Bottom line: This is an urban legend based on some bad (and long outdated) science.
These types of claims come in many forms, using a coin, ice cube, pen, marker, file, and so on, to purportedly cause blistering or second-degree burns on subjects who believe that they are being touched by some implement (hot coal, shell fragment, branding iron, etc).
A common theme of these stories is that they are a recounting of "legitimate" experiments by "legitimate" researchers. Another common theme is the use of suggestion or hypnosis.
Hypnosis is pseudoscience, so this claim is extraneous. Published research is not usually difficult to find, so it ought to be easy enough to confirm such claims, and indeed, a fair amount of published case reports (mostly before 1950), studies, and reviews on such phenomenon exists in the literature.
One such review, by Orne & Hammer (1974), in the 15th edition of Encyclopaedia Britannica summarizes:
There is controversy about the hypnotic induction of blisters. Told
that a cool coin touching him is red hot, a subject shows intense
discomfort; sometimes there may be redness and blistering skin.

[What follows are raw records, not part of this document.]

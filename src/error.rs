use std::time::Duration;
use thiserror::Error;
use tokio::sync::AcquireError;

#[derive(Debug, Clone, Error)]
pub enum CaptureError {
    #[error("Browser launch failed: {0}")]
    BrowserLaunchFailed(String),

    #[error("Remote browser unreachable: {0}")]
    RemoteUnavailable(String),

    #[error("Page allocation failed: {0}")]
    PageAllocationFailed(String),

    #[error("Navigation failed: {0}")]
    NavigationFailed(String),

    #[error("Timeout after {0:?}")]
    Timeout(Duration),

    #[error("Screenshot capture failed: {0}")]
    CaptureFailed(String),

    #[error("Script evaluation failed: {0}")]
    ScriptFailed(String),

    #[error("Network error: {0}")]
    NetworkError(String),

    #[error("Invalid URL: {0}")]
    InvalidUrl(String),

    #[error("Configuration error: {0}")]
    ConfigurationError(String),

    #[error("IO error: {0}")]
    IoError(String),

    #[error("Serialization error: {0}")]
    SerializationError(String),

    #[error("Chrome error: {0}")]
    ChromeError(String),

    #[error("Semaphore acquire error: {0}")]
    SemaphoreError(String),
}

impl CaptureError {
    /// Whether the error aborts a whole capture.
    ///
    /// Everything else is absorbed by the pipeline and shows up as a missing
    /// artifact or trace entry.
    pub fn is_fatal(&self) -> bool {
        matches!(
            self,
            CaptureError::BrowserLaunchFailed(_)
                | CaptureError::RemoteUnavailable(_)
                | CaptureError::PageAllocationFailed(_)
                | CaptureError::NavigationFailed(_)
                | CaptureError::Timeout(_)
                | CaptureError::InvalidUrl(_)
                | CaptureError::ConfigurationError(_)
        )
    }

    pub fn severity(&self) -> ErrorSeverity {
        match self {
            CaptureError::InvalidUrl(_) => ErrorSeverity::Low,
            CaptureError::ScriptFailed(_) => ErrorSeverity::Low,
            CaptureError::ConfigurationError(_) => ErrorSeverity::High,
            CaptureError::BrowserLaunchFailed(_) => ErrorSeverity::High,
            CaptureError::RemoteUnavailable(_) => ErrorSeverity::High,
            _ => ErrorSeverity::Medium,
        }
    }
}

#[derive(Debug, Clone, Copy)]
pub enum ErrorSeverity {
    Low,
    Medium,
    High,
}

impl From<AcquireError> for CaptureError {
    fn from(err: AcquireError) -> Self {
        CaptureError::SemaphoreError(err.to_string())
    }
}

impl From<std::io::Error> for CaptureError {
    fn from(err: std::io::Error) -> Self {
        CaptureError::IoError(err.to_string())
    }
}

impl From<serde_json::Error> for CaptureError {
    fn from(err: serde_json::Error) -> Self {
        CaptureError::SerializationError(err.to_string())
    }
}

impl From<serde_yaml::Error> for CaptureError {
    fn from(err: serde_yaml::Error) -> Self {
        CaptureError::ConfigurationError(err.to_string())
    }
}

impl From<chromiumoxide::error::CdpError> for CaptureError {
    fn from(err: chromiumoxide::error::CdpError) -> Self {
        CaptureError::ChromeError(err.to_string())
    }
}

impl From<reqwest::Error> for CaptureError {
    fn from(err: reqwest::Error) -> Self {
        CaptureError::NetworkError(err.to_string())
    }
}

impl From<url::ParseError> for CaptureError {
    fn from(err: url::ParseError) -> Self {
        CaptureError::InvalidUrl(err.to_string())
    }
}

Generally not reproducible under controlled laboratory conditions with
normal volunteer subjects, psychologically induced blisters seem most
likely to appear only in those prone to convert emotional disturbances
into symptoms of skin disease.
Fromm & Shor (1972) (reprinted in Fromm & Shor (2006)) provide a more thorough review in their book on Hypnosis:
During the past one hundred years, many researchers suggested to their
hypnotic trance subjects that a blister would form on the skin. With
very few exceptions, no skin changes whatsoever were observed (Barber,
1969b, Ch. 9). About twelve researchers reported that suggestions for
blister formation gave rise to cutaneous alterations; some of these
alterations were labeled "blisters". These reports should be viewed
within a broader context ... delineated in a series of reviews
(Barber, 1961b; Gorton, 1949; Pattie, 1941; Paul, 1963; Sarbin, 1956;
Weitzenhogger, 1953). With very few exceptions, the positive findings were obtained ... prior to the advent of rigorous experimental controls ... A study ... (Borelli, 1953) showed
conclusively that the skin change that was produced by suggestion was
dermographism, not a blister.
A more recent review by Nash & Barnier (2008), in their textbook on Hypnosis, comes to the same conclusion:
The formation of blisters has been reviewed by others (Gorton, 1957;
Paul, 1963; Johnson and Barber, 1976; Barber, 1978; Johnson, 1989;
Gauld, 1990), though there have been very few additional studies
conducted since Pattie's  review. Paul (1963) suggested that
one of the major limitations of a number of prior studies was the
failure to consider the possibility of blister formation resulting
from contact dermatitis. ... In summary, the notion that hypnotic
suggestion can produce blisters does not appear to be reliably
validated by controlled research.
Dermographism and contact dermatitis are allergic reactions to contact with materials. In other words, contact with the items listed above can, in some percentage of the population, cause skin reactions that may superficially resemble blisters.